┌──

// Copyright (c) 2025 woxQAQ
//
// Licensed under the MIT License or Apache License 2.0
// See LICENSE files for details

//! Scalar methods, membership tests, error reporting and registry extension

use std::sync::Arc;

use linq_sql_expr::builder::{constant, lambda, lit, param, table};
use linq_sql_expr::{MethodCallExpr, Value};
use linq_sql_ir::SqlExpression;
use linq_sql_test_utils::{Queryable, SqlAssertions, posts, users};
use linq_sql_translator::{
    ErrorKind, OperatorRegistry, QueryTranslator, QueryVisitor, TranslationContext,
    TranslationError, TranslationResult, TranslatorConfig, translate,
};

fn predicate_of(sql: &SqlExpression) -> String {
    SqlAssertions::expect_select(sql)
        .predicate
        .as_ref()
        .map(ToString::to_string)
        .unwrap_or_default()
}

#[test]
fn test_includes_constant_array() {
    let sql = users().where_("u => [1, 2, 3].includes(u.id)").translate().unwrap();
    assert_eq!(predicate_of(&sql), "u.id IN (1, 2, 3)");

    let select = SqlAssertions::expect_select(&sql);
    match select.predicate.as_ref() {
        Some(SqlExpression::In(in_expr)) => {
            assert_eq!(
                in_expr.values(),
                &[Value::Integer(1), Value::Integer(2), Value::Integer(3)]
            );
        }
        other => panic!("Expected In, found {:?}", other),
    }
}

#[test]
fn test_includes_array_argument() {
    let sql = users().where_("u => u.dept.includes(['ops', 'dev'])").translate().unwrap();
    assert_eq!(predicate_of(&sql), "u.dept IN ('ops', 'dev')");
}

#[test]
fn test_includes_scoped_array() {
    let ids = Value::Array(vec![Value::Integer(7), Value::Integer(9)]);
    let sql = users()
        .with_scope([("ids", constant(ids))])
        .where_("u => ids.includes(u.id)")
        .translate()
        .unwrap();
    assert_eq!(predicate_of(&sql), "u.id IN (7, 9)");
}

#[test]
fn test_includes_empty_array_fails() {
    let err = users().where_("u => [].includes(u.id)").translate().unwrap_err();
    assert_eq!(err, TranslationError::EmptyInList);
    assert_eq!(err.kind(), ErrorKind::Translation);
}

#[test]
fn test_includes_substring() {
    let sql = users().where_("u => u.name.includes('a_b')").translate().unwrap();
    assert_eq!(predicate_of(&sql), "u.name LIKE '%a[_]b%'");
}

#[test]
fn test_includes_requires_constant() {
    let err = users().where_("u => u.name.includes(u.email)").translate().unwrap_err();
    assert!(matches!(err, TranslationError::NonConstantArgument { position: 0, .. }));
}

#[test]
fn test_like_patterns_are_escaped() {
    let starts = users().where_("u => u.name.startsWith('x%_')").translate().unwrap();
    assert_eq!(predicate_of(&starts), "u.name LIKE 'x[%][_]%'");

    let ends = users().where_("u => u.email.endsWith('@[corp]')").translate().unwrap();
    assert_eq!(predicate_of(&ends), "u.email LIKE '%@[[]corp]'");
}

#[test]
fn test_string_functions() {
    let sql = users()
        .select("u => ({ upper: u.name.toUpperCase(), lower: u.name.toLowerCase(), clean: u.name.trim() })")
        .translate()
        .unwrap();
    SqlAssertions::assert_text(
        &sql,
        "SELECT UPPER(u.name) AS upper, LOWER(u.name) AS lower, TRIM(u.name) AS clean FROM Users AS u",
    );
}

#[test]
fn test_substring_indices() {
    let sql = users()
        .select(
            "u => ({ initial: u.name.substring(0, 1), rest: u.name.substring(2), swapped: u.name.substring(5, 2) })",
        )
        .translate()
        .unwrap();
    SqlAssertions::assert_text(
        &sql,
        "SELECT SUBSTRING(u.name, 1, 1) AS initial, SUBSTRING(u.name, 3, LEN(u.name)) AS rest, \
         SUBSTRING(u.name, 3, 3) AS swapped FROM Users AS u",
    );
}

#[test]
fn test_date_parts() {
    let sql = users()
        .select("u => ({ year: u.createdAt.getFullYear(), month: u.createdAt.getMonth(), day: u.createdAt.getDate() })")
        .translate()
        .unwrap();
    SqlAssertions::assert_text(
        &sql,
        "SELECT YEAR(u.createdAt) AS year, (MONTH(u.createdAt) - 1) AS month, \
         DAY(u.createdAt) AS day FROM Users AS u",
    );
}

#[test]
fn test_scalar_members() {
    let sql = users()
        .where_("u => u.name.length > 3 && u.createdAt.year == 2024")
        .translate()
        .unwrap();
    assert_eq!(
        predicate_of(&sql),
        "((LEN(u.name) > 3) AND (YEAR(u.createdAt) = 2024))"
    );

    // Column names that match a date part stay columns
    let sql = users().select("u => u.year").translate().unwrap();
    SqlAssertions::assert_text(&sql, "SELECT u.year AS year FROM Users AS u");
}

#[test]
fn test_unsupported_method() {
    let err = users().where_("u => u.name.padStart(3) == 'x'").translate().unwrap_err();
    assert_eq!(
        err,
        TranslationError::UnsupportedMethod {
            method: "padStart".to_string()
        }
    );
    assert_eq!(err.kind(), ErrorKind::Translation);
}

#[test]
fn test_argument_count_is_checked() {
    let err = users().select("u => u.name.substring()").translate().unwrap_err();
    assert_eq!(
        err,
        TranslationError::ArgumentCount {
            method: "substring".to_string(),
            expected: "1 to 2".to_string(),
            found: 0,
        }
    );
}

#[test]
fn test_unresolved_identifier_is_resolution_error() {
    let err = users().where_("u => other.id == u.id").translate().unwrap_err();
    assert_eq!(err.kind(), ErrorKind::Resolution);
    assert!(err.to_string().contains("other"));
}

#[test]
fn test_unbound_parameter() {
    let u = param("u");
    let stray = param("v");
    let query = table("Users").call(
        "where",
        vec![lambda([u], stray.to_expr().member("id").equal(lit(1)))],
    );

    let err = translate(&query).unwrap_err();
    assert_eq!(
        err,
        TranslationError::UnboundParameter {
            name: "v".to_string(),
            bound: vec!["u".to_string()],
        }
    );
    assert_eq!(err.kind(), ErrorKind::Resolution);
}

#[test]
fn test_parse_error_kind() {
    let err = users().where_("u => u['age'] > 3").translate().unwrap_err();
    assert_eq!(err.kind(), ErrorKind::Parse);
}

#[test]
fn test_group_member_must_exist() {
    let err = users()
        .group_by("u => u.dept", Some("g => ({ x: g.missing })"))
        .translate()
        .unwrap_err();
    assert!(matches!(err, TranslationError::Unsupported { .. }));
}

#[test]
fn test_recursion_limit() {
    let translator = QueryTranslator::with_config(TranslatorConfig::default().with_max_depth(4));
    let query = users()
        .where_("u => u.a == 1 && u.b == 2 && u.c == 3 && u.d == 4");
    let err = query.translate_with(&translator).unwrap_err();
    assert!(matches!(err, TranslationError::RecursionLimitExceeded { limit: 4, .. }));
    assert!(query.translate().is_ok());
}

#[test]
fn test_json_flag_follows_config() {
    let translator =
        QueryTranslator::with_config(TranslatorConfig::default().with_json_include_nulls(false));
    let sql = users()
        .with_scope([("posts", posts().build().unwrap())])
        .select("u => ({ posts: posts.where(p => p.authorId == u.id) })")
        .translate_with(&translator)
        .unwrap();
    assert!(!sql.to_string().contains("INCLUDE_NULL_VALUES"));
}

fn translate_as_is(
    visitor: &mut QueryVisitor<'_>,
    call: &MethodCallExpr,
    _ctx: &Arc<TranslationContext>,
) -> TranslationResult<SqlExpression> {
    let source = linq_sql_translator::visitor::source_of(call)?;
    visitor.visit(source, &TranslationContext::root())
}

#[test]
fn test_custom_registry() {
    let mut registry = OperatorRegistry::standard();
    registry.register("asIs", 0..=0, translate_as_is);
    let translator = QueryTranslator::new().with_registry(registry);

    let query = Queryable::from_expression(table("Users").call("asIs", vec![]));
    let sql = query.translate_with(&translator).unwrap();
    SqlAssertions::assert_text(&sql, "Users AS u");

    assert_eq!(
        query.translate().unwrap_err(),
        TranslationError::UnsupportedMethod {
            method: "asIs".to_string()
        }
    );
}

└──

→ Goal of the exercise: In the listing above, find every line with the word "initial" and copy it.

→ Answer to this task:
            "u => ({ initial: u.name.substring(0, 1), rest: u.name.substring(2), swapped: u.name.substring(5, 2) })",
        "SELECT SUBSTRING(u.name, 1, 1) AS initial, SUBSTRING(u.name, 3, LEN(u.name)) AS rest, \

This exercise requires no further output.